Still another object of the present invention is to provide a
method for detecting an abnormality in an air-fuel control system
mounted on an engine where a normal change of a learning value due
to a deterioration of the intake air measurement system for
measuring a quantity of intake air or a fuel injection system for
injecting a fuel into a cylinder is distinguished from a change of
the learning value due to the abnormality thereby to precisely and
promptly detect the abnormality of the intake air measurement
system in the air-fuel control system.
In order to achieve the above-described still another object of the
present invention according to a third aspect of the present
invention, there is provided a method for detecting an abnormality
in an air-fuel control system mounted on an engine having, an
intake air measurement system mounted in an intake pipe for
measuring an amount of induced air into said engine, a fuel
injection system for injecting a fuel into a cylinder, an air-fuel
ratio sensor inserted in an exhaust pipe for detecting an air-fuel
ratio near a catalyst, various sensors for detecting an engine
operating condition and for generating an engine operating
condition signal, and control means responsive to said engine
operation signal for controlling said engine with data stored in a
memory by a learning control, an improvement of the method which
comprises the steps of deciding whether said various sensors
operate normally and whether each output of said various sensors is
in each predetermined normal range; judging whether said engine
operating condition is satisfied with every condition for diagnosis
signal; determining whether said engine is controlled in a
closed-loop operation; comparing a number of grids being renewed
said data in said memory with a predetermined number; calculating a
difference between corrected values in said memory; comparing said
difference if said difference is larger than said both
predetermined difference; and warning an abnormality of said intake
air measurement system so as to precisely and promptly identify
said abnormality from that of deterioration of said sensors.

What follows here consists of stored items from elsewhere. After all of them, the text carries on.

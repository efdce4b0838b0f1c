//! Domain error types

use thiserror::Error;

/// Domain-level errors
#[derive(Error, Debug, Clone, PartialEq)]
pub enum DomainError {
    #[error("Invalid prompt: {0}")]
    InvalidPrompt(String),

    #[error("Invalid weight vector: {0}")]
    InvalidWeights(String),

    #[error("Unknown task category: {0}")]
    UnknownCategory(String),

    #[error("Unknown persona: {0}")]
    UnknownPersona(String),

    #[error("Unknown judge mode: {0}")]
    UnknownJudgeMode(String),

    #[error("Invalid status transition: {from} -> {to}")]
    InvalidTransition { from: String, to: String },
}

#[cfg(test)]
mod tests {
    use super::*;

    #[test]
    fn test_error_display() {
        let error = DomainError::UnknownCategory("cooking".to_string());
        assert_eq!(error.to_string(), "Unknown task category: cooking");

        let error = DomainError::InvalidTransition {
            from: "completed".to_string(),
            to: "running".to_string(),
        };
        assert_eq!(
            error.to_string(),
            "Invalid status transition: completed -> running"
        );
    }
}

Still another object of the invention is to provide a method for
detecting an abnormality of a fuel injection system in an air-fuel
control system mounted on an engine where a normal change of a
learning value due to a deterioration of the intake air measurement
system for measuring a quantity of intake air or a fuel injection
system for injecting a fuel into a cylinder is distinguished from a
change of the learning value due to the abnormality thereby to
precisely and promptly detect the abnormality of the fuel injection
system in the air-fuel control system.
In order to further achieve the above-described still another
object of the invention according to a fourth aspect of the present
invention, there is provided a method for detecting an abnormality
in an air-fuel control system mounted on an engine having, an
intake air measurement system mounted in an intake pipe for
measuring an amount of induced air into said engine, a fuel
injection system for injecting a fuel into a cylinder, an air-fuel
ratio sensor inserted in an exhaust pipe for detecting an air-fuel
ratio near a catalyst, various sensors for detecting an engine
operating condition and for generating an engine operating
condition signal, and control means responsive to said engine
operation signal for controlling said engine with data stored in a
memory by a learning control, an improvement of the method which
comprises the steps of deciding whether said various sensors
operate normally and whether each output of said various sensors is
in each predetermined normal range; judging whether said engine
operating condition is satisfied with every condition for diagnosis
diagnosis signal; determining whether said engine is controlled in
a closed-loop operation; comparing a number of grids being renewed
said data in said memory with a predetermined number; calculating a
difference between corrected values in said memory; comparing said
difference if said difference is larger than said both
predetermined difference; and warning an abnormality of said fuel
injection system so as to precisely and promptly identify said
abnormality from that of deterioration of said sensors.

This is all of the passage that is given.